Another exceptional feature of chromosome 19 is that it has the highest GC content of all human chromosomes (75% in the fourfold degenerate positions of exons versus an average of 55%) (Castresana 2002b; Saccone et al. 2002). Isochores with a high GC content have recently been shown to increase DNA bendability and consequently ease the transition from nucleosome-wrapped to extended DNA (Anselmi et al. 2000; Vinogradov 2003). This in turn would favor the interaction of DNA binding proteins, such as transcription factors, with the DNA helix and therefore an active transcription of genes. In fact, it is known that chromosome 19 has the highest levels of transcription of the genome (Caron et al. 2001). In rodents there is not such a large region with a high GC content. The human-like isochoric organization, highly fluctuant between very low and very high GC content, seems to be ancestral in mammals (Bernardi 2000a,b; Galtier and Mouchiroud 1998). Thus, it is likely that a reduction of GC content occurred in this part of the mouse genome rather than an increase in GC in certain regions of the human genome. In this respect, it is also possible to think that the reduction of GC content occurred concomitantly with the disruption of the cluster of DNA binding proteins in the mouse genome, since both the gene cluster and the extremely high GC content affect the same genomic regions. Meanwhile, the primate lineage has maintained both the cluster of genes coding for DNA binding proteins and the high accessibility to this type of proteins in chromosome 19 mediated by the high GC. This raises the question whether active transcription concentrated in certain large genomic regions is more important for primates than for rodents, but more data would be necessary to study this possibility.
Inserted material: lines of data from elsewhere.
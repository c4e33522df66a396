//! Black-bar detection and crop.
//!
//! Samples a handful of frames from the first half of the clip, estimates
//! the true content box per frame from a luminance mask, aggregates the
//! boxes by coordinate-wise median, and crops the clip to the aggregate.
//! The crop is defined by center + extent rather than raw corners, so the
//! result stays centered under mild measurement noise.

use ndarray::Array3;
use rayon::prelude::*;
use std::process::Stdio;
use tokio::io::AsyncReadExt;
use tracing::{debug, info, warn};

use shortform_models::EncodingConfig;

use crate::command::{FfmpegCommand, FfmpegRunner};
use crate::error::{PipelineError, PipelineResult, Stage};
use crate::job::JobContext;
use crate::timeline::Timeline;

const STAGE: Stage = Stage::Letterbox;

/// Detection parameters.
#[derive(Debug, Clone)]
pub struct LetterboxConfig {
    /// Offset of the first sample in seconds.
    pub sample_time: f64,
    /// Safety padding added to each side of the detected box, in pixels.
    pub margin: u32,
    /// Number of frames to analyze (N >= 1).
    pub analysis_frames: usize,
    /// Luminance cutoff: pixels above this count as content.
    pub threshold: u8,
}

impl Default for LetterboxConfig {
    fn default() -> Self {
        Self {
            sample_time: 2.0,
            margin: 1,
            analysis_frames: 3,
            threshold: 15,
        }
    }
}

/// Pixel bounds of detected content within a sampled frame.
///
/// Transient: computed during crop analysis and discarded once the crop is
/// applied. `top`/`left` are the first active row/column, `bottom`/`right`
/// one past the last active row/column. A frame with no active pixels
/// yields the all-zero degenerate box.
#[derive(Debug, Clone, Copy, PartialEq, Eq)]
pub struct BoundaryBox {
    pub top: i64,
    pub bottom: i64,
    pub left: i64,
    pub right: i64,
}

impl BoundaryBox {
    /// The all-zero degenerate box.
    pub const ZERO: Self = Self {
        top: 0,
        bottom: 0,
        left: 0,
        right: 0,
    };

    /// Content width implied by the box.
    pub fn width(&self) -> i64 {
        self.right - self.left
    }

    /// Content height implied by the box.
    pub fn height(&self) -> i64 {
        self.bottom - self.top
    }

    /// Whether the box encloses no area.
    pub fn is_degenerate(&self) -> bool {
        self.width() <= 0 || self.height() <= 0
    }
}

/// Final crop rectangle in source pixels.
#[derive(Debug, Clone, Copy, PartialEq, Eq)]
pub struct CropRect {
    pub x: i64,
    pub y: i64,
    pub width: i64,
    pub height: i64,
}

/// Removes letterbox bars from a clip.
pub struct LetterboxRemover {
    config: LetterboxConfig,
    encoding: EncodingConfig,
}

impl LetterboxRemover {
    /// Create a remover with the given detection parameters.
    pub fn new(config: LetterboxConfig, encoding: EncodingConfig) -> Self {
        Self { config, encoding }
    }

    /// Detect the content box of `clip` and return a cropped timeline.
    pub async fn remove(&self, ctx: &JobContext, clip: &Timeline) -> PipelineResult<Timeline> {
        let width = clip.width() as usize;
        let height = clip.height() as usize;
        if width == 0 || height == 0 {
            return Err(PipelineError::InvalidVideo(format!(
                "clip has no pixel dimensions: {}",
                clip.path().display()
            )));
        }

        let plan = sample_plan(
            self.config.sample_time,
            clip.duration(),
            self.config.analysis_frames,
        );
        let frames = sample_frames(ctx, clip, &plan).await?;

        info!(
            job_id = %ctx.id(),
            sampled = frames.len(),
            threshold = self.config.threshold,
            "Analyzing sampled frames for letterbox bounds"
        );

        // Per-frame analysis is order-independent; the median does not care.
        let threshold = self.config.threshold;
        let boxes: Vec<BoundaryBox> = frames
            .par_iter()
            .map(|frame| detect_content_box(frame, threshold))
            .collect();

        let degenerate = boxes.iter().filter(|b| b.is_degenerate()).count();
        if degenerate > 0 {
            warn!(
                degenerate,
                total = boxes.len(),
                "Excluding degenerate all-dark samples from aggregation"
            );
        }

        let aggregated = aggregate_boxes(&boxes).ok_or(PipelineError::InvalidCrop {
            stage: STAGE,
            width: 0,
            height: 0,
        })?;

        let expanded = expand_box(
            aggregated,
            self.config.margin as i64,
            clip.width() as i64,
            clip.height() as i64,
        );
        let crop = crop_geometry(expanded, clip.width() as i64, clip.height() as i64)?;

        debug!(?aggregated, ?crop, "Applying letterbox crop");

        ctx.check_cancelled(STAGE)?;

        let output = ctx.scratch_path("cropped.mp4");
        let cmd = FfmpegCommand::new(clip.path(), &output)
            .video_filter(format!(
                "crop={}:{}:{}:{}",
                crop.width, crop.height, crop.x, crop.y
            ))
            .encoding(&self.encoding)
            .pix_fmt("yuv420p");

        FfmpegRunner::new(STAGE)
            .with_cancel(ctx.cancel_receiver())
            .run(&cmd)
            .await?;

        Timeline::probe(&output, STAGE).await
    }
}

/// N timestamps evenly spaced between `sample_time` and half the clip
/// duration, inclusive on both endpoints, each clamped into the clip.
pub fn sample_plan(sample_time: f64, duration: f64, analysis_frames: usize) -> Vec<f64> {
    let n = analysis_frames.max(1);
    let last = (duration - 1e-3).max(0.0);
    let start = sample_time.clamp(0.0, last);
    let end = (duration * 0.5).clamp(0.0, last);

    if n == 1 {
        return vec![start];
    }

    let step = (end - start) / (n - 1) as f64;
    (0..n).map(|i| start + step * i as f64).collect()
}

/// Decode the planned samples in ONE FFmpeg session.
///
/// Seeks once to the earliest timestamp and streams rgb24 frames over a
/// pipe at the sampling interval; cancellation is observed at every frame
/// boundary.
async fn sample_frames(
    ctx: &JobContext,
    clip: &Timeline,
    plan: &[f64],
) -> PipelineResult<Vec<Array3<u8>>> {
    let width = clip.width() as usize;
    let height = clip.height() as usize;
    let frame_len = width * height * 3;

    let first = plan.iter().cloned().fold(f64::INFINITY, f64::min);
    let last = plan.iter().cloned().fold(f64::NEG_INFINITY, f64::max);
    let span = last - first;
    let wanted = plan.len();

    which::which("ffmpeg").map_err(|_| PipelineError::FfmpegNotFound)?;

    let mut args: Vec<String> = vec![
        "-hide_banner".into(),
        "-v".into(),
        "error".into(),
        "-ss".into(),
        format!("{first:.3}"),
        "-i".into(),
        clip.path().to_string_lossy().into_owned(),
    ];
    if wanted > 1 && span > 1e-6 {
        let interval = span / (wanted - 1) as f64;
        args.push("-vf".into());
        args.push(format!("fps={:.6}", 1.0 / interval));
    }
    args.extend([
        "-frames:v".into(),
        wanted.to_string(),
        "-pix_fmt".into(),
        "rgb24".into(),
        "-f".into(),
        "rawvideo".into(),
        "pipe:1".into(),
    ]);

    debug!(job_id = %ctx.id(), samples = wanted, "Sampling frames: ffmpeg {}", args.join(" "));

    let mut child = tokio::process::Command::new("ffmpeg")
        .args(&args)
        .stdin(Stdio::null())
        .stdout(Stdio::piped())
        .stderr(Stdio::piped())
        .spawn()?;

    let mut stdout = child.stdout.take().expect("stdout not captured");
    let mut frames = Vec::with_capacity(wanted);

    for _ in 0..wanted {
        if ctx.check_cancelled(STAGE).is_err() {
            let _ = child.kill().await;
            return Err(PipelineError::Cancelled { stage: STAGE });
        }

        let mut buf = vec![0u8; frame_len];
        match stdout.read_exact(&mut buf).await {
            Ok(_) => {
                let frame = Array3::from_shape_vec((height, width, 3), buf)
                    .expect("frame buffer matches probed dimensions");
                frames.push(frame);
            }
            // Stream ended early; a short clip can yield fewer samples.
            Err(e) if e.kind() == std::io::ErrorKind::UnexpectedEof => break,
            Err(e) => {
                let _ = child.kill().await;
                return Err(e.into());
            }
        }
    }

    let mut stderr_buf = String::new();
    if let Some(mut stderr) = child.stderr.take() {
        let _ = stderr.read_to_string(&mut stderr_buf).await;
    }
    let _ = child.wait().await;

    if frames.is_empty() {
        return Err(PipelineError::decode(
            STAGE,
            format!("no frames decoded from {}", clip.path().display()),
            Some(stderr_buf),
        ));
    }

    Ok(frames)
}

/// Estimate the content box of one frame from its luminance mask.
///
/// Multi-channel frames reduce to luminance as the simple average of
/// channels; a pixel is "active" when its luminance exceeds `threshold`.
pub fn detect_content_box(frame: &Array3<u8>, threshold: u8) -> BoundaryBox {
    let (height, width, channels) = frame.dim();
    let mut row_active = vec![false; height];
    let mut col_active = vec![false; width];

    for y in 0..height {
        for x in 0..width {
            let mut sum: u32 = 0;
            for c in 0..channels {
                sum += frame[[y, x, c]] as u32;
            }
            let luma = (sum / channels as u32) as u8;
            if luma > threshold {
                row_active[y] = true;
                col_active[x] = true;
            }
        }
    }

    let top = row_active.iter().position(|&a| a);
    let left = col_active.iter().position(|&a| a);
    let (top, left) = match (top, left) {
        (Some(t), Some(l)) => (t, l),
        _ => return BoundaryBox::ZERO,
    };
    // Safe: an active row implies a last active row/column.
    let bottom = row_active.iter().rposition(|&a| a).unwrap() + 1;
    let right = col_active.iter().rposition(|&a| a).unwrap() + 1;

    BoundaryBox {
        top: top as i64,
        bottom: bottom as i64,
        left: left as i64,
        right: right as i64,
    }
}

/// Aggregate per-frame boxes by coordinate-wise median (not mean), rounded
/// to nearest integer. Degenerate boxes are excluded; returns `None` when
/// every sample is degenerate.
pub fn aggregate_boxes(boxes: &[BoundaryBox]) -> Option<BoundaryBox> {
    let usable: Vec<&BoundaryBox> = boxes.iter().filter(|b| !b.is_degenerate()).collect();
    if usable.is_empty() {
        return None;
    }

    let median = |pick: fn(&BoundaryBox) -> i64| -> i64 {
        let mut values: Vec<i64> = usable.iter().map(|b| pick(b)).collect();
        values.sort_unstable();
        let mid = values.len() / 2;
        if values.len() % 2 == 1 {
            values[mid]
        } else {
            ((values[mid - 1] + values[mid]) as f64 / 2.0).round() as i64
        }
    };

    Some(BoundaryBox {
        top: median(|b| b.top),
        bottom: median(|b| b.bottom),
        left: median(|b| b.left),
        right: median(|b| b.right),
    })
}

/// Expand the box outward by `margin` per side, clamped to the frame.
pub fn expand_box(b: BoundaryBox, margin: i64, frame_width: i64, frame_height: i64) -> BoundaryBox {
    BoundaryBox {
        top: (b.top - margin).max(0),
        bottom: (b.bottom + margin).min(frame_height),
        left: (b.left - margin).max(0),
        right: (b.right + margin).min(frame_width),
    }
}

/// Derive the crop rectangle from box center + extent.
///
/// Width and height are floored to even values for 4:2:0 encoding; the
/// origin is re-derived from the center so the crop stays centered.
pub fn crop_geometry(b: BoundaryBox, frame_width: i64, frame_height: i64) -> PipelineResult<CropRect> {
    let width = b.width() - b.width().rem_euclid(2);
    let height = b.height() - b.height().rem_euclid(2);
    if width <= 0 || height <= 0 {
        return Err(PipelineError::InvalidCrop {
            stage: STAGE,
            width,
            height,
        });
    }

    let x_center = (b.left + b.right) as f64 / 2.0;
    let y_center = (b.top + b.bottom) as f64 / 2.0;
    let x = ((x_center - width as f64 / 2.0).round() as i64).clamp(0, frame_width - width);
    let y = ((y_center - height as f64 / 2.0).round() as i64).clamp(0, frame_height - height);

    Ok(CropRect {
        x,
        y,
        width,
        height,
    })
}
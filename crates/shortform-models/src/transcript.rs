//! Word-level transcript models.
//!
//! Produced by a speech-recognition collaborator; the pipeline only reads
//! these. Word sequences may contain overlapping or slightly mis-ordered
//! entries and consumers are expected to tolerate that.

use schemars::JsonSchema;
use serde::{Deserialize, Serialize};

/// A single word with its speech timing, relative to the owning clip.
#[derive(Debug, Clone, PartialEq, Serialize, Deserialize, JsonSchema)]
pub struct Word {
    /// The spoken word text.
    pub word: String,
    /// Start of the word in seconds.
    pub start: f64,
    /// End of the word in seconds (`end >= start`).
    pub end: f64,
}

impl Word {
    /// Create a new word.
    pub fn new(word: impl Into<String>, start: f64, end: f64) -> Self {
        Self {
            word: word.into(),
            start,
            end,
        }
    }

    /// Duration of the word in seconds.
    pub fn duration(&self) -> f64 {
        self.end - self.start
    }
}

/// A contiguous run of recognized speech.
#[derive(Debug, Clone, Default, PartialEq, Serialize, Deserialize, JsonSchema)]
pub struct TranscriptSegment {
    /// Words in recognition order. May be empty for non-speech runs.
    #[serde(default)]
    pub words: Vec<Word>,
}

/// A full word-level transcript for one clip.
#[derive(Debug, Clone, Default, PartialEq, Serialize, Deserialize, JsonSchema)]
pub struct Transcript {
    /// Recognized segments in order.
    #[serde(default)]
    pub segments: Vec<TranscriptSegment>,
}

impl Transcript {
    /// Create an empty transcript.
    pub fn empty() -> Self {
        Self::default()
    }

    /// Total number of words across all segments.
    pub fn word_count(&self) -> usize {
        self.segments.iter().map(|s| s.words.len()).sum()
    }

    /// Whether the transcript contains no words at all.
    pub fn is_empty(&self) -> bool {
        self.word_count() == 0
    }
}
Finally, another intriguing feature of human chromosome 19 is the high rate of synonymous evolution of its genes (Castresana 2002b; Hardison et al. 2003; Lercher et al. 2001; Waterston et al. 2002), corroborated in this work by the analysis of introns (Fig. 1). In a previous work we favored the idea that the accumulation of synonymous substitution occurred mainly in the mouse lineage as a consequence of the alteration of its isochoric organization (Castresana 2002b). However, a recent comparison of 7645 human and chimpanzee genes (supplementary informationin in Clark et al. 2003) indicates that genes situated in chromosome 19 also show the highest synonymous divergence of these two genomes. Thus it is likely that the primate lineage experienced many of the substitutions measured between mouse and human. Our data indicate that the synonymous rate of genes coding for DNA binding proteins in chromosome 19 is not higher than that of other genes in this chromosome (not shown), and therefore the cause of the high rates cannot be attributed to them. Another possibility is that, if the isochoric organization has remained mainly unchanged in the primate lineage (Bernardi 2000a; Bernardi 2000b; Galtier and Mouchiroud 1998), the extremely high GC content of human chromosome 19 (rather than its alteration) is the cause of the high rates of mutation in synonymous and intron positions observed in genes of this chromosome. This in turn may be due partly to the base composition not being at equilibrium and partly to enhanced mutagenesis in high GC regions (Smith et al. 2002b). Although the evolutionary pathway that led to the peculiar features of human chromosome 19 remains speculative, the analysis of the human and mouse genomes is showing important differences in the organization of both genomes. Other mammalian genomes will be necessary to study how these differences arose.